Graham Nash
puts it quite simply. Crosby Stills & Nash doesn't have to tour
anymore. The trio doesn't need to record and release albums. The group
is secure enough financially to retire.
But here it
is summer 2009, and again, as it has been for most years during the
past decade, Crosby Stills & Nash is back on the road, covering
most of the United States and Europe.
"We're
musicians and songwriters, and we want to communicate," Nash
says. "The first thing you do when you write a new song, once
it makes it past your filters, is to play it for your wife and friends
and family. Then you want to play it for people on a tour."
Actually, Crosby
Stills & Nash doesn't have many new songs to play. Nash's anti-war
ballad, "Not In My Name," is the most recent arrival, having
debuted on Reflections, his three-CD box set covering his
entire musical career and released in February.
But a new Crosby
Stills & Nash CD is out.
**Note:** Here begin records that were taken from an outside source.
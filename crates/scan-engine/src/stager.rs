//! 아티팩트 스테이징 -- `docker save` 후 아카이브 추출
//!
//! 시그니처 어댑터와 안티바이러스 어댑터는 같은 추출 디렉토리를 읽습니다.
//! 두 어댑터 모두 [`ArtifactStager::stage`]를 호출하지만 실제 save/추출은
//! [`ScanContext`]의 `OnceCell`을 통해 스캔당 최대 한 번만 실행됩니다.
//! 먼저 호출한 쪽이 스테이징을 수행하고, 나중 호출은 같은 결과(성공 또는 실패)를 받습니다.
//!
//! # 재사용 정책
//!
//! `reuse_existing_extraction`이 켜져 있으면 추출 디렉토리가 존재하는 것만으로
//! 완전한 추출로 간주합니다. 내용이 현재 이미지와 일치하는지는 검사하지 않습니다.
//! 실패한 스테이징이 남긴 디렉토리도 롤백하지 않습니다.

use std::sync::Arc;
use std::time::Duration;

use tracing::{debug, info, warn};

use crate::archive::Archiver;
use crate::context::{ScanContext, StagedArtifact};
use crate::error::ScanEngineError;
use crate::runtime::ContainerRuntime;

/// 아티팩트 스테이저
pub struct ArtifactStager<R: ContainerRuntime, A: Archiver> {
    runtime: Arc<R>,
    archiver: Arc<A>,
    save_timeout: Duration,
    extract_timeout: Duration,
    reuse_existing: bool,
}

impl<R: ContainerRuntime, A: Archiver> ArtifactStager<R, A> {
    /// 새 스테이저를 생성합니다.
    pub fn new(
        runtime: Arc<R>,
        archiver: Arc<A>,
        save_timeout: Duration,
        extract_timeout: Duration,
        reuse_existing: bool,
    ) -> Self {
        Self {
            runtime,
            archiver,
            save_timeout,
            extract_timeout,
            reuse_existing,
        }
    }

    /// 스캔 대상 이미지를 스테이징합니다 (멱등).
    ///
    /// # Errors
    ///
    /// 어느 단계든 실패하면 `ScanEngineError::Stage`를 반환합니다.
    pub async fn stage(&self, ctx: &ScanContext) -> Result<StagedArtifact, ScanEngineError> {
        let result = ctx
            .staged()
            .get_or_init(|| async {
                match self.stage_artifact(ctx).await {
                    Ok(()) => Ok(ctx.artifact().clone()),
                    Err(e) => {
                        warn!(
                            image = %ctx.image(),
                            scan_id = ctx.scan_id(),
                            error = %e,
                            "artifact staging failed"
                        );
                        Err(e.to_string())
                    }
                }
            })
            .await;

        result.clone().map_err(ScanEngineError::Stage)
    }

    async fn stage_artifact(&self, ctx: &ScanContext) -> Result<(), ScanEngineError> {
        let artifact = ctx.artifact();
        let extract_dir = &artifact.extract_dir;

        if path_exists(extract_dir).await {
            if self.reuse_existing {
                debug!(
                    image = %ctx.image(),
                    extract_dir = %extract_dir.display(),
                    "reusing existing extraction without staleness check"
                );
                return Ok(());
            }
            info!(
                extract_dir = %extract_dir.display(),
                "removing previous extraction before re-staging"
            );
            tokio::fs::remove_dir_all(extract_dir)
                .await
                .map_err(|e| io_error(extract_dir, e))?;
        }

        tokio::fs::create_dir_all(ctx.work_dir())
            .await
            .map_err(|e| io_error(ctx.work_dir(), e))?;

        // 1. docker save
        let bytes = match tokio::time::timeout(
            self.save_timeout,
            self.runtime
                .save_image(ctx.image().as_str(), &artifact.archive_path),
        )
        .await
        {
            Ok(result) => result?,
            Err(_elapsed) => {
                return Err(ScanEngineError::Timeout {
                    operation: "docker save".to_owned(),
                    secs: self.save_timeout.as_secs(),
                });
            }
        };
        debug!(
            image = %ctx.image(),
            archive = %artifact.archive_path.display(),
            bytes,
            "image saved"
        );

        // 2. 추출 디렉토리 생성
        tokio::fs::create_dir_all(extract_dir)
            .await
            .map_err(|e| io_error(extract_dir, e))?;

        // 3. 추출 (타임아웃이 나도 blocking 추출 스레드는 끝까지 실행됨)
        match tokio::time::timeout(
            self.extract_timeout,
            self.archiver.extract(&artifact.archive_path, extract_dir),
        )
        .await
        {
            Ok(result) => result?,
            Err(_elapsed) => {
                return Err(ScanEngineError::Timeout {
                    operation: "archive extraction".to_owned(),
                    secs: self.extract_timeout.as_secs(),
                });
            }
        }

        info!(
            image = %ctx.image(),
            extract_dir = %extract_dir.display(),
            "image staged"
        );
        Ok(())
    }
}

async fn path_exists(path: &std::path::Path) -> bool {
    tokio::fs::try_exists(path).await.unwrap_or(false)
}

fn io_error(path: &std::path::Path, source: std::io::Error) -> ScanEngineError {
    ScanEngineError::Io {
        path: path.display().to_string(),
        source,
    }
}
Called Demos, it's both new
and about as old as it gets for CSN.
The disc release
features the demo versions of 12 songs David Crosby, Stephen Stills
and Graham Nash recorded for the trio's 1969 self-titled debut; for
the 1970 Crosby Stills Nash & Young debut, Déjà
vu, and for various solo and duo releases of the early '70s.
For CSN fans,
it's a chance to literally hear Crosby Stills & Nash finding their
harmony-filled, folk-influenced sound.
"In December
of '68, Crosby Stills & Nash were in New York, and we went into
the studio at the Record Plant with Paul Rothschild, who had produced
the Doors and Janis Joplin," Nash says. "We went in there,
and that was the first time Crosby Stills & Nash had ever recorded.
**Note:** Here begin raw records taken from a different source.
use axum::{
    response::{IntoResponse, Response},
    http::StatusCode,
    Json,
};
use serde_json::json;
use crate::errors::AppError;

// Converts AppError into a `{"detail": ...}` body with the matching status.
impl IntoResponse for AppError {
    fn into_response(self) -> Response {
        let status = match &self {
            AppError::UserExists => StatusCode::BAD_REQUEST,
            AppError::Login(e) | AppError::UserCreation(e) | AppError::TaskCreation(e) => {
                tracing::error!("[{}] {:?}", self.log_tag().unwrap_or("ERROR"), e);
                StatusCode::INTERNAL_SERVER_ERROR
            }
        };

        (status, Json(json!({ "detail": self.to_string() }))).into_response()
    }
}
On the previous box set, the large square one that we put out in,
what was it, '91 or something, we used one of them [the demos], I
think 'Helplessly Hoping.' And we had another one."
Nash says in
this interview that that song was "You Don't Have To Cry."
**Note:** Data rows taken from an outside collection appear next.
use sqlx::sqlite::{SqliteConnectOptions, SqliteConnection, SqlitePool, SqlitePoolOptions};
use std::str::FromStr;
use crate::config::DatabaseConfig;
use crate::models::{Task, TaskSummary, User};

// Embedded so the binary does not depend on its working directory
const SCHEMA: &[&str] = &[
    include_str!("../../migrations/0001_create_users.sql"),
    include_str!("../../migrations/0002_create_tasks.sql"),
];

// Takes the write lock up front. A deferred transaction that reads first and
// then writes fails with SQLITE_BUSY instead of waiting when another
// connection is already writing.
const BEGIN_WRITE: &str = "BEGIN IMMEDIATE";

/// Outcome of a registration attempt.
#[derive(Debug)]
pub enum Registration {
    Created(Vec<User>),
    AlreadyExists,
}

/// Outcome of a task creation attempt.
#[derive(Debug)]
pub enum TaskCreation {
    Created(Vec<Task>),
    UserNotFound,
    Duplicate,
}

/// Pooled access to the `users` and `tasks` tables.
///
/// Every method acquires its own connection (or transaction) from the pool
/// and hands it back when the future completes, whichever way it completes.
#[derive(Clone)]
pub struct DbService {
    pool: SqlitePool,
}

impl DbService {
    pub async fn connect(config: &DatabaseConfig) -> Result<Self, sqlx::Error> {
        let options = SqliteConnectOptions::from_str(&config.url)?
            .create_if_missing(true)
            .foreign_keys(true);

        let pool = SqlitePoolOptions::new()
            .max_connections(config.max_connections)
            .connect_with(options)
            .await?;

        Ok(Self { pool })
    }

    /// Schema-initialized database that lives as long as the returned service.
    pub async fn in_memory() -> Result<Self, sqlx::Error> {
        // Each new connection to `:memory:` opens a fresh empty database, so
        // the pool is pinned to a single connection that never expires.
        let options = SqliteConnectOptions::from_str("sqlite::memory:")?.foreign_keys(true);
        let pool = SqlitePoolOptions::new()
            .max_connections(1)
            .min_connections(1)
            .idle_timeout(None)
            .max_lifetime(None)
            .connect_with(options)
            .await?;

        let db = Self { pool };
        db.init_schema().await?;
        Ok(db)
    }

    pub fn pool(&self) -> &SqlitePool {
        &self.pool
    }

    /// Creates the tables if they are missing. Safe to run on every startup.
    pub async fn init_schema(&self) -> Result<(), sqlx::Error> {
        let mut tx = self.pool.begin().await?;
        for statement in SCHEMA {
            sqlx::query(statement).execute(&mut *tx).await?;
        }
        tx.commit().await
    }

    /// Looks up the user whose username and password both match exactly.
    pub async fn find_user(&self, username: &str, password: &str) -> Result<Option<User>, sqlx::Error> {
        sqlx::query_as::<_, User>(
            "SELECT id, username, password FROM users WHERE username = ? AND password = ?",
        )
        .bind(username)
        .bind(password)
        .fetch_optional(&self.pool)
        .await
    }

    pub async fn user_exists(&self, username: &str) -> Result<bool, sqlx::Error> {
        let mut conn = self.pool.acquire().await?;
        user_exists_on(&mut conn, username).await
    }

    pub async fn list_users(&self) -> Result<Vec<User>, sqlx::Error> {
        sqlx::query_as::<_, User>("SELECT id, username, password FROM users ORDER BY id")
            .fetch_all(&self.pool)
            .await
    }

    pub async fn list_all_tasks(&self) -> Result<Vec<Task>, sqlx::Error> {
        sqlx::query_as::<_, Task>("SELECT id, task, deadline, username FROM tasks ORDER BY id")
            .fetch_all(&self.pool)
            .await
    }

    pub async fn task_summaries(&self, username: &str) -> Result<Vec<TaskSummary>, sqlx::Error> {
        sqlx::query_as::<_, TaskSummary>(
            "SELECT task, deadline FROM tasks WHERE username = ? ORDER BY id",
        )
        .bind(username)
        .fetch_all(&self.pool)
        .await
    }

    /// Inserts a user unless the username is taken, then returns every user row.
    pub async fn register_user(&self, username: &str, password: &str) -> Result<Registration, sqlx::Error> {
        let mut tx = self.pool.begin_with(BEGIN_WRITE).await?;

        if user_exists_on(&mut tx, username).await? {
            tx.rollback().await?;
            return Ok(Registration::AlreadyExists);
        }

        let inserted = sqlx::query("INSERT INTO users (username, password) VALUES (?, ?)")
            .bind(username)
            .bind(password)
            .execute(&mut *tx)
            .await;

        match inserted {
            Ok(_) => {}
            // The UNIQUE constraint backs up the existence check above
            Err(e) if is_unique_violation(&e) => {
                tracing::warn!("Concurrent registration for {}: {}", username, e);
                tx.rollback().await?;
                return Ok(Registration::AlreadyExists);
            }
            Err(e) => return Err(e),
        }

        let users = sqlx::query_as::<_, User>("SELECT id, username, password FROM users ORDER BY id")
            .fetch_all(&mut *tx)
            .await?;

        tx.commit().await?;
        Ok(Registration::Created(users))
    }

    /// Inserts a task for an existing user unless the exact
    /// (task, deadline, username) triple is already stored.
    pub async fn create_task(&self, task: &str, deadline: &str, username: &str) -> Result<TaskCreation, sqlx::Error> {
        let mut tx = self.pool.begin_with(BEGIN_WRITE).await?;

        if !user_exists_on(&mut tx, username).await? {
            tx.rollback().await?;
            return Ok(TaskCreation::UserNotFound);
        }

        let duplicate = sqlx::query(
            "SELECT 1 FROM tasks WHERE task = ? AND deadline = ? AND username = ?",
        )
        .bind(task)
        .bind(deadline)
        .bind(username)
        .fetch_optional(&mut *tx)
        .await?;

        if duplicate.is_some() {
            tx.rollback().await?;
            return Ok(TaskCreation::Duplicate);
        }

        sqlx::query("INSERT INTO tasks (task, deadline, username) VALUES (?, ?, ?)")
            .bind(task)
            .bind(deadline)
            .bind(username)
            .execute(&mut *tx)
            .await?;

        let tasks = sqlx::query_as::<_, Task>(
            "SELECT id, task, deadline, username FROM tasks WHERE username = ? ORDER BY id",
        )
        .bind(username)
        .fetch_all(&mut *tx)
        .await?;

        tx.commit().await?;
        Ok(TaskCreation::Created(tasks))
    }

    /// Logs the tables and their rows. Failures are logged per section and
    /// never abort startup. Passwords are left out.
    pub async fn log_snapshot(&self) {
        match sqlx::query_scalar::<_, String>(
            "SELECT name FROM sqlite_master WHERE type = 'table' AND name NOT LIKE 'sqlite_%' ORDER BY name",
        )
        .fetch_all(&self.pool)
        .await
        {
            Ok(tables) => tracing::info!("Database tables: {:?}", tables),
            Err(e) => tracing::error!("Failed to list tables: {}", e),
        }

        match self.list_users().await {
            Ok(users) => {
                tracing::info!("{} registered user(s)", users.len());
                for user in &users {
                    tracing::info!(id = user.id, username = %user.username, "user");
                }
            }
            Err(e) => tracing::error!("Failed to query users: {}", e),
        }

        match self.list_all_tasks().await {
            Ok(tasks) => {
                tracing::info!("{} stored task(s)", tasks.len());
                for task in &tasks {
                    tracing::info!(
                        id = task.id,
                        task = %task.task,
                        deadline = %task.deadline,
                        username = %task.username,
                        "task"
                    );
                }
            }
            Err(e) => tracing::error!("Failed to query tasks: {}", e),
        }
    }
}

async fn user_exists_on(conn: &mut SqliteConnection, username: &str) -> Result<bool, sqlx::Error> {
    let row = sqlx::query("SELECT 1 FROM users WHERE username = ?")
        .bind(username)
        .fetch_optional(conn)
        .await?;
    Ok(row.is_some())
}

fn is_unique_violation(err: &sqlx::Error) -> bool {
    err.as_database_error()
        .map(|db_err| db_err.is_unique_violation())
        .unwrap_or(false)
}

#[cfg(test)]
mod tests {
    use super::*;

    async fn seeded(username: &str, password: &str) -> DbService {
        let db = DbService::in_memory().await.unwrap();
        match db.register_user(username, password).await.unwrap() {
            Registration::Created(_) => db,
            other => panic!("seed registration failed: {:?}", other),
        }
    }

    #[tokio::test]
    async fn init_schema_is_idempotent() {
        let db = seeded("alice", "pw1").await;
        db.init_schema().await.unwrap();
        assert_eq!(db.list_users().await.unwrap().len(), 1);
    }

    #[tokio::test]
    async fn register_returns_every_user() {
        let db = seeded("alice", "pw1").await;
        let users = match db.register_user("bob", "pw2").await.unwrap() {
            Registration::Created(users) => users,
            other => panic!("unexpected outcome: {:?}", other),
        };

        let names: Vec<_> = users.iter().map(|u| u.username.as_str()).collect();
        assert_eq!(names, ["alice", "bob"]);
        assert_eq!(users[1].password, "pw2");
    }

    #[tokio::test]
    async fn register_rejects_taken_username() {
        let db = seeded("alice", "pw1").await;
        let outcome = db.register_user("alice", "other").await.unwrap();
        assert!(matches!(outcome, Registration::AlreadyExists));

        // original password untouched
        assert!(db.find_user("alice", "pw1").await.unwrap().is_some());
        assert!(db.find_user("alice", "other").await.unwrap().is_none());
    }

    #[tokio::test]
    async fn find_user_requires_exact_match() {
        let db = seeded("alice", "pw1").await;
        assert!(db.find_user("alice", "pw1").await.unwrap().is_some());
        assert!(db.find_user("alice", "PW1").await.unwrap().is_none());
        assert!(db.find_user("Alice", "pw1").await.unwrap().is_none());
        assert!(db.find_user("mallory", "pw1").await.unwrap().is_none());
    }

    #[tokio::test]
    async fn create_task_for_unknown_user_inserts_nothing() {
        let db = DbService::in_memory().await.unwrap();
        let outcome = db.create_task("buy milk", "2024-01-01", "ghost").await.unwrap();
        assert!(matches!(outcome, TaskCreation::UserNotFound));
        assert!(db.list_all_tasks().await.unwrap().is_empty());
    }

    #[tokio::test]
    async fn duplicate_triple_is_not_inserted() {
        let db = seeded("alice", "pw1").await;
        let first = db.create_task("buy milk", "2024-01-01", "alice").await.unwrap();
        assert!(matches!(first, TaskCreation::Created(ref tasks) if tasks.len() == 1));

        let second = db.create_task("buy milk", "2024-01-01", "alice").await.unwrap();
        assert!(matches!(second, TaskCreation::Duplicate));
        assert_eq!(db.list_all_tasks().await.unwrap().len(), 1);

        // a different deadline is a different task
        let third = db.create_task("buy milk", "2024-01-02", "alice").await.unwrap();
        assert!(matches!(third, TaskCreation::Created(ref tasks) if tasks.len() == 2));
    }

    #[tokio::test]
    async fn created_tasks_are_scoped_to_their_owner() {
        let db = seeded("alice", "pw1").await;
        db.register_user("bob", "pw2").await.unwrap();
        db.create_task("walk dog", "2024-02-01", "bob").await.unwrap();

        let tasks = match db.create_task("buy milk", "2024-01-01", "alice").await.unwrap() {
            TaskCreation::Created(tasks) => tasks,
            other => panic!("unexpected outcome: {:?}", other),
        };
        assert_eq!(tasks.len(), 1);
        assert_eq!(tasks[0].username, "alice");
        assert_eq!(tasks[0].task, "buy milk");
    }

    #[tokio::test]
    async fn summaries_are_empty_for_user_without_tasks() {
        let db = seeded("alice", "pw1").await;
        assert!(db.user_exists("alice").await.unwrap());
        assert!(!db.user_exists("bob").await.unwrap());
        assert!(db.task_summaries("alice").await.unwrap().is_empty());
    }

    #[tokio::test]
    async fn foreign_key_rejects_orphan_task() {
        let db = DbService::in_memory().await.unwrap();
        let result = sqlx::query("INSERT INTO tasks (task, deadline, username) VALUES (?, ?, ?)")
            .bind("orphan")
            .bind("never")
            .bind("nobody")
            .execute(db.pool())
            .await;
        assert!(result.is_err());
    }
}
That demo is included on the new album, except it's Stills' original
solo version of the song. The actual performance he remembered was
of "Marrakesh Express," and that tune leads off the Demos
CD.
And indeed,
this is the sound of Crosby, Stills & Nash, accompanied only by
acoustic guitar, capturing the vocal arrangement and the three-part
harmonies that became such a signature for the group four months before
the song appeared on the Crosby Stills & Nash CD in a
far more elaborate instrumental arrangement.
In any event,
the Demos CD accomplishes the very goal Nash set for himself
in putting together the album.
"My original
idea that maybe people would be very interested in seeing, if not
the very first time a song was put down on tape, but very early in
the version and see how it flowers into the record people know and
love," he says. "I thought that would be a very interesting
thing."
It seems highly
likely that fans will be drawn to the album for at least a few of
the rarities it contains. There's Crosby's solo demo of "Almost
Cut My Hair," as well as his version of the song "Déjà
vu," which finishes with Crosby scatting the vocal melody as
he plays the remainder of the song. "Long Time Gone," a
staple of CSN and CSNY shows since it arrived on the Crosby Stills
& Nash album is performed on Demos by just Crosby
and Stills. Meanwhile there are several familiar solo songs, including
Nash's piano version of "Chicago" and Stills' demo of his
hit single, "Love The One You're With." "Music Is Love,"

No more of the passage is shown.